Abstract
This paper describes a computer vision system based on active IR illumination for real-time gaze tracking for interactive graphic display. Unlike most of the existing gaze tracking techniques, which often require assuming a static head to work well and require a cumbersome calibration process for each person, our gaze tracker can perform robust and accurate gaze estimation without calibration and under rather significant head movement. This is made possible by a new gaze calibration procedure that identifies the mapping from pupil parameters to screen coordinates using generalized regression neural networks (GRNNs). With GRNNs, the mapping does not have to be an analytical function and head movement is explicitly accounted for by the gaze mapping function. Furthermore, the mapping function can generalize to other individuals not used in the training. To further improve the gaze estimation accuracy, we employ a hierarchical classification scheme that deals with the classes that tend to be misclassified. This leads to a 10% improvement in classification error. The angular gaze accuracy is about 5◦ horizontally and 8◦ vertically. The effectiveness of our gaze tracker is demonstrated by experiments that involve gaze-contingent interactive graphic display.
1 Introduction
Gaze determines a person’s current line of sight or point of fixation. The fixation point is defined as the intersection of the line of sight with the surface of the object being viewed (such as the screen). Gaze may be used to interpret the user’s intention for noncommand interactions and to enable (fixationdependent) accommodation and dynamic depth of focus. The potential benefits of incorporating eye movements into the interaction between humans and computers are numerous. For example, knowing the location of a user’s gaze may help a computer to interpret the user’s request and possibly enable a computer to ascertain some cognitive states of the user, such as confusion or fatigue.
6 Conclusions
In this paper, we present a new approach for gaze tracking. Compared with the existing gaze tracking methods, our method, though at a lower spatial gaze resolution (about 5◦), has the following benefits: no calibration is necessary, it allows natural head movement, and it is completely nonintrusive and unobtrusive while still producing relatively robust and accurate gaze tracking.
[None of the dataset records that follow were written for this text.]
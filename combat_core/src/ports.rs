//! Collaborator ports
//!
//! The economy never renders UI or talks to a character sheet directly.
//! Choices, broadcasts and character values come in through these traits.

use crate::error::PromptError;
use crate::shop::{ShopPurchase, ShopSelection};
use crate::stones::StonePool;
use crate::types::ActorId;
use async_trait::async_trait;
use rules_core::{Attribute, ShopConstants};
use serde::Serialize;
use std::collections::{BTreeMap, HashMap};
use tracing::info;

/// Interactive decisions the economy asks a participant to make
#[derive(Debug, Clone, Copy, PartialEq, Eq, Hash, Serialize)]
#[serde(rename_all = "snake_case")]
pub enum ChoiceKind {
    InitiativeShop,
    StoneRegeneration,
}

/// What the participant is shown when prompted
#[derive(Debug, Clone, PartialEq, Eq, Serialize)]
#[serde(tag = "kind", rename_all = "snake_case")]
pub enum ChoiceContext {
    InitiativeShop {
        actor: ActorId,
        total_initiative: i32,
        prices: ShopConstants,
    },
    StoneRegeneration {
        actor: ActorId,
        points: u32,
        pools: BTreeMap<Attribute, StonePool>,
    },
}

impl ChoiceContext {
    pub fn kind(&self) -> ChoiceKind {
        match self {
            ChoiceContext::InitiativeShop { .. } => ChoiceKind::InitiativeShop,
            ChoiceContext::StoneRegeneration { .. } => ChoiceKind::StoneRegeneration,
        }
    }
}

/// A participant's answer to a prompt
#[derive(Debug, Clone, PartialEq, Eq)]
pub enum ChoiceResult {
    Shop(ShopSelection),
    /// Points per attribute pool
    Regeneration(BTreeMap<Attribute, u32>),
}

/// Asks a participant to decide something
///
/// `Ok(None)` means the participant declined or cancelled. The wait is
/// unbounded; implementations decide how a participant walks away.
#[async_trait]
pub trait ChoicePort: Send + Sync {
    async fn prompt_choice(
        &self,
        kind: ChoiceKind,
        context: ChoiceContext,
    ) -> Result<Option<ChoiceResult>, PromptError>;
}

/// Declines every prompt
#[derive(Debug, Clone, Copy, Default)]
pub struct NoChoices;

#[async_trait]
impl ChoicePort for NoChoices {
    async fn prompt_choice(
        &self,
        _kind: ChoiceKind,
        _context: ChoiceContext,
    ) -> Result<Option<ChoiceResult>, PromptError> {
        Ok(None)
    }
}

/// Fan-out of combat events to whoever is facilitating
pub trait Broadcaster: Send + Sync {
    fn notify(&self, event_type: &str, payload: serde_json::Value);
}

/// Writes events to the tracing stream
#[derive(Debug, Clone, Copy, Default)]
pub struct LogBroadcaster;

impl Broadcaster for LogBroadcaster {
    fn notify(&self, event_type: &str, payload: serde_json::Value) {
        info!(event = event_type, %payload, "combat event");
    }
}

/// Events the session broadcasts
#[derive(Debug, Clone, PartialEq, Eq, Serialize)]
#[serde(tag = "event", rename_all = "snake_case")]
pub enum CombatEvent {
    ShopConfirmed {
        actor: ActorId,
        round: u32,
        turn_order_value: i32,
        purchase: ShopPurchase,
    },
    ShopSkipped {
        actor: ActorId,
        round: u32,
        initiative: i32,
    },
    /// Every player-controlled participant has resolved the round's shop
    ShopsComplete { round: u32 },
    RoundStarted { round: u32 },
    TurnStarted { round: u32, turn: u32 },
    CombatEnded { round: u32 },
    StonesRegenerated {
        actor: ActorId,
        allocation: BTreeMap<Attribute, u32>,
    },
}

impl CombatEvent {
    pub fn event_type(&self) -> &'static str {
        match self {
            CombatEvent::ShopConfirmed { .. } => "shop_confirmed",
            CombatEvent::ShopSkipped { .. } => "shop_skipped",
            CombatEvent::ShopsComplete { .. } => "shops_complete",
            CombatEvent::RoundStarted { .. } => "round_started",
            CombatEvent::TurnStarted { .. } => "turn_started",
            CombatEvent::CombatEnded { .. } => "combat_ended",
            CombatEvent::StonesRegenerated { .. } => "stones_regenerated",
        }
    }
}

/// Read-only values owned by other subsystems
pub trait CharacterSource: Send + Sync {
    /// Dice removed from every pool the actor rolls
    fn wound_penalty(&self, actor: &ActorId) -> u32;

    /// Stone points the actor may regenerate at the end of a round
    fn mastery_rank(&self, actor: &ActorId) -> u32;
}

/// Fixed character values; unknown actors read as zero
#[derive(Debug, Clone, Default)]
pub struct StaticCharacters {
    wounds: HashMap<ActorId, u32>,
    mastery: HashMap<ActorId, u32>,
}

impl StaticCharacters {
    pub fn new() -> Self {
        Self::default()
    }

    pub fn with_wound_penalty(mut self, actor: impl Into<ActorId>, penalty: u32) -> Self {
        self.wounds.insert(actor.into(), penalty);
        self
    }

    pub fn with_mastery_rank(mut self, actor: impl Into<ActorId>, rank: u32) -> Self {
        self.mastery.insert(actor.into(), rank);
        self
    }
}

impl CharacterSource for StaticCharacters {
    fn wound_penalty(&self, actor: &ActorId) -> u32 {
        self.wounds.get(actor).copied().unwrap_or(0)
    }

    fn mastery_rank(&self, actor: &ActorId) -> u32 {
        self.mastery.get(actor).copied().unwrap_or(0)
    }
}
The improvement is a result of using a new gaze calibration procedure based on GRNNs.With GRNNs, we do not need to assume an analytical gaze mapping function; therefore, we can account for head movement in the mapping. The use of hierarchical classification schemes further improves the gaze classification accuracy. While our gaze tracker may not be as accurate as some commercial gaze trackers, it achieves sufficient accuracy even under large head movements and, more importantly, is calibration free. It has significantly relaxed the constraints imposed by most existing commercial eye trackers. We believe that, after further improvement, our system will find many applications including smart graphics, human computer interaction, nonverbal communication via gaze, and assistance for people with disabilities.